§ **RECORDS SUPPLIED**:
//! CPAL-based audio output backend.

use cpal::traits::{DeviceTrait, HostTrait, StreamTrait};
use cpal::{Device, Stream, StreamConfig};
use ringbuf::traits::{Consumer, Producer, Split};
use ringbuf::{HeapCons, HeapProd, HeapRb};
use std::sync::atomic::{AtomicBool, Ordering};
use std::sync::Arc;

use crate::traits::{AudioError, AudioOutput};

/// CPAL-based mono audio output.
///
/// The engine produces one sample per frame; the device callback copies
/// that sample to every hardware channel and zero-fills on underrun.
pub struct CpalOutput {
    device: Device,
    config: StreamConfig,
    stream: Option<Stream>,
    producer: HeapProd<f32>,
    running: Arc<AtomicBool>,
}

impl CpalOutput {
    /// Create a new CPAL output with the default device.
    pub fn new() -> Result<(Self, HeapCons<f32>), AudioError> {
        let host = cpal::default_host();
        let device = host
            .default_output_device()
            .ok_or(AudioError::NoDevice)?;

        let config = device
            .default_output_config()
            .map_err(|e| AudioError::DeviceInit(e.to_string()))?;
        let config: StreamConfig = config.into();

        // About 100ms of buffered samples
        let buffer_size = config.sample_rate.0 as usize / 10;
        let rb = HeapRb::<f32>::new(buffer_size);
        let (producer, consumer) = rb.split();

        let output = Self {
            device,
            config,
            stream: None,
            producer,
            running: Arc::new(AtomicBool::new(false)),
        };

        Ok((output, consumer))
    }

    /// Build and start the audio stream.
    pub fn build_stream(&mut self, mut consumer: HeapCons<f32>) -> Result<(), AudioError> {
        let running = self.running.clone();
        let channels = self.config.channels as usize;

        let stream = self.device
            .build_output_stream(
                &self.config,
                move |data: &mut [f32], _: &cpal::OutputCallbackInfo| {
                    if !running.load(Ordering::Relaxed) {
                        data.fill(0.0);
                        return;
                    }

                    // One engine sample per device frame, on every channel
                    for chunk in data.chunks_mut(channels) {
                        let sample = consumer.try_pop().unwrap_or(0.0);
                        chunk.fill(sample);
                    }
                },
                |err| eprintln!("Audio stream error: {}", err),
                None,
            )
            .map_err(|e| AudioError::StreamCreate(e.to_string()))?;

        stream.play().map_err(|e| AudioError::Playback(e.to_string()))?;
        self.stream = Some(stream);

        Ok(())
    }

    /// Write a single sample, spinning until the ring buffer has room.
    pub fn write_spin(&mut self, sample: f64) {
        while self.producer.try_push(sample as f32).is_err() {
            std::hint::spin_loop();
        }
    }
}

impl AudioOutput for CpalOutput {
    fn sample_rate(&self) -> u32 {
        self.config.sample_rate.0
    }

    fn write(&mut self, samples: &[f64]) -> Result<(), AudioError> {
        for &sample in samples {
            // Non-blocking push; drop samples if the buffer is full
            let _ = self.producer.try_push(sample as f32);
        }
        Ok(())
    }

    fn start(&mut self) -> Result<(), AudioError> {
        self.running.store(true, Ordering::Relaxed);
        if let Some(ref stream) = self.stream {
            stream.play().map_err(|e| AudioError::Playback(e.to_string()))?;
        }
        Ok(())
    }

    fn stop(&mut self) -> Result<(), AudioError> {
        self.running.store(false, Ordering::Relaxed);
        if let Some(ref stream) = self.stream {
            stream.pause().map_err(|e| AudioError::Playback(e.to_string()))?;
        }
        Ok(())
    }
}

§ **REQUIRED ACTION**: What is needed is an exact transcription of all the data.

§ **OUTPUT**:
//! CPAL-based audio output backend.

use cpal::traits::{DeviceTrait, HostTrait, StreamTrait};
use cpal::{Device, Stream, StreamConfig};
use ringbuf::traits::{Consumer, Producer, Split};
use ringbuf::{HeapCons, HeapProd, HeapRb};
use std::sync::atomic::{AtomicBool, Ordering};
use std::sync::Arc;

use crate::traits::{AudioError, AudioOutput};

/// CPAL-based mono audio output.
///
/// The engine produces one sample per frame; the device callback copies
/// that sample to every hardware channel and zero-fills on underrun.
pub struct CpalOutput {
    device: Device,
    config: StreamConfig,
    stream: Option<Stream>,
    producer: HeapProd<f32>,
    running: Arc<AtomicBool>,
}

impl CpalOutput {
    /// Create a new CPAL output with the default device.
    pub fn new() -> Result<(Self, HeapCons<f32>), AudioError> {
        let host = cpal::default_host();
        let device = host
            .default_output_device()
            .ok_or(AudioError::NoDevice)?;

        let config = device
            .default_output_config()
            .map_err(|e| AudioError::DeviceInit(e.to_string()))?;
        let config: StreamConfig = config.into();

        // About 100ms of buffered samples
        let buffer_size = config.sample_rate.0 as usize / 10;
        let rb = HeapRb::<f32>::new(buffer_size);
        let (producer, consumer) = rb.split();

        let output = Self {
            device,
            config,
            stream: None,
            producer,
            running: Arc::new(AtomicBool::new(false)),
        };

        Ok((output, consumer))
    }

    /// Build and start the audio stream.
    pub fn build_stream(&mut self, mut consumer: HeapCons<f32>) -> Result<(), AudioError> {
        let running = self.running.clone();
        let channels = self.config.channels as usize;

        let stream = self.device
            .build_output_stream(
                &self.config,
                move |data: &mut [f32], _: &cpal::OutputCallbackInfo| {
                    if !running.load(Ordering::Relaxed) {
                        data.fill(0.0);
                        return;
                    }

                    // One engine sample per device frame, on every channel
                    for chunk in data.chunks_mut(channels) {
                        let sample = consumer.try_pop().unwrap_or(0.0);
                        chunk.fill(sample);
                    }
                },
                |err| eprintln!("Audio stream error: {}", err),
                None,
            )
            .map_err(|e| AudioError::StreamCreate(e.to_string()))?;

        stream.play().map_err(|e| AudioError::Playback(e.to_string()))?;
        self.stream = Some(stream);

        Ok(())
    }

    /// Write a single sample, spinning until the ring buffer has room.
    pub fn write_spin(&mut self, sample: f64) {
        while self.producer.try_push(sample as f32).is_err() {
            std::hint::spin_loop();
        }
    }
}

impl AudioOutput for CpalOutput {
    fn sample_rate(&self) -> u32 {
        self.config.sample_rate.0
    }

    fn write(&mut self, samples: &[f64]) -> Result<(), AudioError> {
        for &sample in samples {
            // Non-blocking push; drop samples if the buffer is full
            let _ = self.producer.try_push(sample as f32);
        }
        Ok(())
    }

    fn start(&mut self) -> Result<(), AudioError> {
        self.running.store(true, Ordering::Relaxed);
        if let Some(ref stream) = self.stream {
            stream.play().map_err(|e| AudioError::Playback(e.to_string()))?;
        }
        Ok(())
    }

    fn stop(&mut self) -> Result<(), AudioError> {
        self.running.store(false, Ordering::Relaxed);
        if let Some(ref stream) = self.stream {
            stream.pause().map_err(|e| AudioError::Playback(e.to_string()))?;
        }
        Ok(())
    }
}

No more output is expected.